PORT TOWNSEND — A new warning will be added this week to the yellow caution signs at Anderson, Leland and Gibbs lakes.
Just underneath the suggestion that all fish be cleaned and the guts discarded will be the following wording:
“Warning — algae toxins may be present in fish tissue. For more information, please call 360-385-9444” — the phone number for Jefferson County Public Health.
The change in the signs, which are supplied by the state Department of Health, was not prompted by any change in the lakes’ algae content.
None of the three lakes posted with the caution signs has visible blooms. No large amounts of toxin have been found in the water. Fishing is permitted in the lakes.
Caution signs went up early this month because minuscule amounts of toxin-producing algae were found in water samples.
The change in wording was prompted by a March 2010 study by the state Department of Ecology of fish in six lakes, including Anderson and Leland in East Jefferson County.
The study, which is supported by research elsewhere, found that the toxin microcystin, which can cause liver failure, accumulates in muscle tissue — the part of the fish that is eaten.
That’s a change from earlier research indicating that the toxin accumulated only in the viscera, which is usually discarded.
No studies, including Ecology’s last year, have linked consumption of fish from lakes with toxic algae to an effect on human health, said Dr. Tom Locke, public health officer for Jefferson and Clallam counties.
“We now have pretty clear information that one of the toxins produced by blue-green algae does get into the tissue of the fish,” he said.
“Since we know that the toxin is in the fish, we felt we needed to advise people of that.
“People need to factor that in when considering how much of the fish to eat.”
Anderson Lake, in particular, is one of the Peninsula’s most popular trout fishing holes.

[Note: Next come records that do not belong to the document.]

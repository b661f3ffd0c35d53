//! Stat kind module.
//!
//! Provides the closed `StatKind` enum that names every attribute a card can
//! display, together with the canonical ordering tables used to make stat and
//! sub-stat display deterministic regardless of source order.
//!
//! Kinds serialize with the game's property identifiers (`FIGHT_PROP_*`), so
//! snapshots produced by an external fetcher can be decoded directly.

use serde::{Deserialize, Serialize};
use std::fmt;

/// Unit a stat value is expressed in.
#[derive(Debug, Clone, Copy, PartialEq, Eq, Hash, Serialize, Deserialize)]
#[serde(rename_all = "snake_case")]
pub enum StatUnit {
    /// Plain number, displayed as a grouped integer.
    Flat,
    /// Percentage points, displayed with one decimal and a `%` suffix.
    Percent,
}

/// Character element.
///
/// Unknown element names decode to `Element::Unknown`, which tints the card
/// with the translucent white default.
#[derive(Debug, Clone, Copy, PartialEq, Eq, Hash, Serialize, Deserialize)]
pub enum Element {
    Pyro,
    Hydro,
    Dendro,
    Electro,
    Anemo,
    Cryo,
    Geo,
    #[serde(other)]
    Unknown,
}

impl Element {
    /// The damage-bonus stat matching this element, if any.
    ///
    /// # Examples
    ///
    /// ```rust
    /// use buildcard::{Element, StatKind};
    ///
    /// assert_eq!(Element::Pyro.damage_bonus(), Some(StatKind::PyroDamageBonus));
    /// assert_eq!(Element::Unknown.damage_bonus(), None);
    /// ```
    pub fn damage_bonus(self) -> Option<StatKind> {
        match self {
            Element::Pyro => Some(StatKind::PyroDamageBonus),
            Element::Hydro => Some(StatKind::HydroDamageBonus),
            Element::Dendro => Some(StatKind::DendroDamageBonus),
            Element::Electro => Some(StatKind::ElectroDamageBonus),
            Element::Anemo => Some(StatKind::AnemoDamageBonus),
            Element::Cryo => Some(StatKind::CryoDamageBonus),
            Element::Geo => Some(StatKind::GeoDamageBonus),
            Element::Unknown => None,
        }
    }

    /// Background tint for this element as RGBA.
    ///
    /// Known elements are opaque; `Unknown` falls back to translucent white.
    pub fn tint(self) -> [u8; 4] {
        match self {
            Element::Pyro => [186, 140, 131, 255],
            Element::Hydro => [132, 161, 198, 255],
            Element::Dendro => [45, 142, 52, 255],
            Element::Electro => [152, 118, 173, 255],
            Element::Anemo => [82, 176, 177, 255],
            Element::Cryo => [70, 168, 186, 255],
            Element::Geo => [187, 159, 75, 255],
            Element::Unknown => [255, 255, 255, 50],
        }
    }
}

/// Every attribute a card can show.
///
/// The declaration order of the character-sheet kinds (`Hp` through
/// `PhysicalDamageBonus`) is the canonical display priority, so the derived
/// `Ord` sorts stats the way the card lists them. The three percentage
/// variants at the end only appear on equipment.
#[derive(Debug, Clone, Copy, PartialEq, Eq, Hash, PartialOrd, Ord, Serialize, Deserialize)]
pub enum StatKind {
    #[serde(rename = "FIGHT_PROP_HP", alias = "FIGHT_PROP_BASE_HP")]
    Hp,
    #[serde(rename = "FIGHT_PROP_ATTACK", alias = "FIGHT_PROP_BASE_ATTACK")]
    Atk,
    #[serde(rename = "FIGHT_PROP_DEFENSE", alias = "FIGHT_PROP_BASE_DEFENSE")]
    Def,
    #[serde(rename = "FIGHT_PROP_ELEMENT_MASTERY")]
    ElementalMastery,
    #[serde(rename = "FIGHT_PROP_CRITICAL")]
    CritRate,
    #[serde(rename = "FIGHT_PROP_CRITICAL_HURT")]
    CritDamage,
    #[serde(rename = "FIGHT_PROP_CHARGE_EFFICIENCY")]
    EnergyRecharge,
    #[serde(rename = "FIGHT_PROP_HEAL_ADD")]
    HealingBonus,
    #[serde(rename = "FIGHT_PROP_SHIELD_COST_MINUS_RATIO")]
    ShieldStrength,
    #[serde(rename = "FIGHT_PROP_FIRE_ADD_HURT")]
    PyroDamageBonus,
    #[serde(rename = "FIGHT_PROP_ELEC_ADD_HURT")]
    ElectroDamageBonus,
    #[serde(rename = "FIGHT_PROP_WATER_ADD_HURT")]
    HydroDamageBonus,
    #[serde(rename = "FIGHT_PROP_GRASS_ADD_HURT")]
    DendroDamageBonus,
    #[serde(rename = "FIGHT_PROP_WIND_ADD_HURT")]
    AnemoDamageBonus,
    #[serde(rename = "FIGHT_PROP_ROCK_ADD_HURT")]
    GeoDamageBonus,
    #[serde(rename = "FIGHT_PROP_ICE_ADD_HURT")]
    CryoDamageBonus,
    #[serde(rename = "FIGHT_PROP_PHYSICAL_ADD_HURT")]
    PhysicalDamageBonus,
    #[serde(rename = "FIGHT_PROP_HP_PERCENT")]
    HpPercent,
    #[serde(rename = "FIGHT_PROP_ATTACK_PERCENT")]
    AtkPercent,
    #[serde(rename = "FIGHT_PROP_DEFENSE_PERCENT")]
    DefPercent,
}

/// Stats that are always shown and carry a base/bonus decomposition.
pub const MANDATORY_STATS: [StatKind; 3] = [StatKind::Hp, StatKind::Atk, StatKind::Def];

/// Artifact-contributed stats considered after the mandatory ones and
/// elemental mastery, in display priority.
pub const RELIQUARY_STATS: [StatKind; 13] = [
    StatKind::CritRate,
    StatKind::CritDamage,
    StatKind::EnergyRecharge,
    StatKind::HealingBonus,
    StatKind::ShieldStrength,
    StatKind::PyroDamageBonus,
    StatKind::ElectroDamageBonus,
    StatKind::HydroDamageBonus,
    StatKind::DendroDamageBonus,
    StatKind::AnemoDamageBonus,
    StatKind::GeoDamageBonus,
    StatKind::CryoDamageBonus,
    StatKind::PhysicalDamageBonus,
];

/// Canonical artifact sub-stat order. Sub-stats are placed in the 2x2 grid
/// by their index in this table, never by roll order.
pub const SUB_STAT_ORDER: [StatKind; 10] = [
    StatKind::CritRate,
    StatKind::CritDamage,
    StatKind::AtkPercent,
    StatKind::HpPercent,
    StatKind::DefPercent,
    StatKind::EnergyRecharge,
    StatKind::ElementalMastery,
    StatKind::Atk,
    StatKind::Hp,
    StatKind::Def,
];

impl StatKind {
    /// Position in the display priority order.
    pub fn priority(self) -> usize {
        self as usize
    }

    /// Sort key for artifact sub-stats.
    ///
    /// Kinds missing from `SUB_STAT_ORDER` sort after every listed kind and
    /// keep their relative order under a stable sort.
    pub fn sub_stat_rank(self) -> usize {
        SUB_STAT_ORDER
            .iter()
            .position(|kind| *kind == self)
            .unwrap_or(SUB_STAT_ORDER.len())
    }

    /// Whether this is one of the eight damage-bonus kinds.
    pub fn is_damage_bonus(self) -> bool {
        matches!(
            self,
            StatKind::PyroDamageBonus
                | StatKind::ElectroDamageBonus
                | StatKind::HydroDamageBonus
                | StatKind::DendroDamageBonus
                | StatKind::AnemoDamageBonus
                | StatKind::GeoDamageBonus
                | StatKind::CryoDamageBonus
                | StatKind::PhysicalDamageBonus
        )
    }

    /// Unit a character-sheet value of this kind is expressed in.
    pub fn default_unit(self) -> StatUnit {
        match self {
            StatKind::Hp | StatKind::Atk | StatKind::Def | StatKind::ElementalMastery => {
                StatUnit::Flat
            }
            _ => StatUnit::Percent,
        }
    }

    /// File stem of the icon drawn next to this stat.
    pub fn icon_name(self) -> &'static str {
        match self {
            StatKind::Hp => "HP",
            StatKind::Atk => "ATTACK",
            StatKind::Def => "DEFENSE",
            StatKind::HpPercent => "HP_PERCENT",
            StatKind::AtkPercent => "ATTACK_PERCENT",
            StatKind::DefPercent => "DEFENSE_PERCENT",
            StatKind::ElementalMastery => "ELEMENT_MASTERY",
            StatKind::CritRate => "CRITICAL",
            StatKind::CritDamage => "CRITICAL_HURT",
            StatKind::EnergyRecharge => "CHARGE_EFFICIENCY",
            StatKind::HealingBonus => "HEAL_ADD",
            StatKind::ShieldStrength => "SHIELD_COST_MINUS_RATIO",
            StatKind::PyroDamageBonus => "PYRO",
            StatKind::ElectroDamageBonus => "ELECTRO",
            StatKind::HydroDamageBonus => "HYDRO",
            StatKind::DendroDamageBonus => "DENDRO",
            StatKind::AnemoDamageBonus => "ANEMO",
            StatKind::GeoDamageBonus => "GEO",
            StatKind::CryoDamageBonus => "CRYO",
            StatKind::PhysicalDamageBonus => "PHYSICAL_ADD_HURT",
        }
    }

    /// Built-in English label.
    pub fn label(self) -> &'static str {
        match self {
            StatKind::Hp | StatKind::HpPercent => "HP",
            StatKind::Atk | StatKind::AtkPercent => "ATK",
            StatKind::Def | StatKind::DefPercent => "DEF",
            StatKind::ElementalMastery => "Elemental Mastery",
            StatKind::CritRate => "CRIT Rate",
            StatKind::CritDamage => "CRIT DMG",
            StatKind::EnergyRecharge => "Energy Recharge",
            StatKind::HealingBonus => "Healing Bonus",
            StatKind::ShieldStrength => "Shield Strength",
            StatKind::PyroDamageBonus => "Pyro DMG Bonus",
            StatKind::ElectroDamageBonus => "Electro DMG Bonus",
            StatKind::HydroDamageBonus => "Hydro DMG Bonus",
            StatKind::DendroDamageBonus => "Dendro DMG Bonus",
            StatKind::AnemoDamageBonus => "Anemo DMG Bonus",
            StatKind::GeoDamageBonus => "Geo DMG Bonus",
            StatKind::CryoDamageBonus => "Cryo DMG Bonus",
            StatKind::PhysicalDamageBonus => "Physical DMG Bonus",
        }
    }
}

impl fmt::Display for StatKind {
    fn fmt(&self, f: &mut fmt::Formatter<'_>) -> fmt::Result {
        write!(f, "{}", self.label())
    }
}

Health authorities can’t say how much fish is safe to eat.
“We can’t give specific advice on how much is safe or if [members of the public] should restrict their intake,” Locke said.
“We do know that when the algae is present, there is toxin in the fish.
“Whether there’s a significant health consequence or not is unknown. We can expect that question to eventually be answered in the research that’s on-going.
Public health authorities say that the risk appears to be more from long-term exposure than from infrequent ingestion of fish.
“It takes a fairly long time to build up the toxins in your body that would cause liver damage,” said Greg Thomason, Jefferson County environmental health specialist, citing studies of people who developed liver failure after years of drinking water from lakes containing toxic algae.
“You would have to eat a lot of fish over a long period of time,” he said.
Locke said that Ecology’s test results were not consistent, and that more study is needed.
“Consumption of fish containing blue-green algae toxins represents a poorly-studied, but potentially important, exposure route for humans,” says the Ecology study, which can be found at http://tinyurl.com/65kq9me.
It concludes: “Follow-up study is recommended to obtain higher quality microcystin data that can be used to better assess the human health risk.”
Microcystin can kill quickly if a large amount is ingested.
“We’re nowhere near those toxins levels when talking about the flesh of fish,” Locke said.
“The real concern in fish is that low levels can act as a liver toxin.”
No toxin in found in fish when no algae is present.
The liver can clean small, infrequent amounts of microcystin out of the body, but if a person ingests the poison over a long period of time in a constant supply, “eventually it wears the liver out,” Thomason said.
Microcystin is one of the two blue-green algae toxins that have been discovered historically in some East Jefferson County lakes, especially Anderson Lake, a
The other algae toxin found in Jefferson County lakes, anatoxin-a, doesn’t accumulate in tissues.
Anatoxin-a, a potent neurotoxin, is more likely than microcystin to kill quickly. It’s the toxin responsible for the deaths of two dogs who drank water from Anderson Lake in May 2006.
Those death led to the closure of the lake and the beginning of county monitoring of Anderson, Leland and Gibbs lakes.
No lakes in Clallam County are tested. The policy is to wait for an algae bloom, Locke said.
“The lakes in Clallam County appear to be very different than the three in Jefferson County that we’re monitoring,” Locke said.
Algae tends to grow in older, shallower lakes, such as Lake Anderson, rather than cold, deep lakes.
Updates on weekly tests of samples from Anderson, Leland, Gibbs and Sandy Shore lakes are at http://tinyurl.com/6z64ofy.
If an algae bloom is spotted in a Clallam County lake, it should be reported to the county environmental health division at 360-417-2258.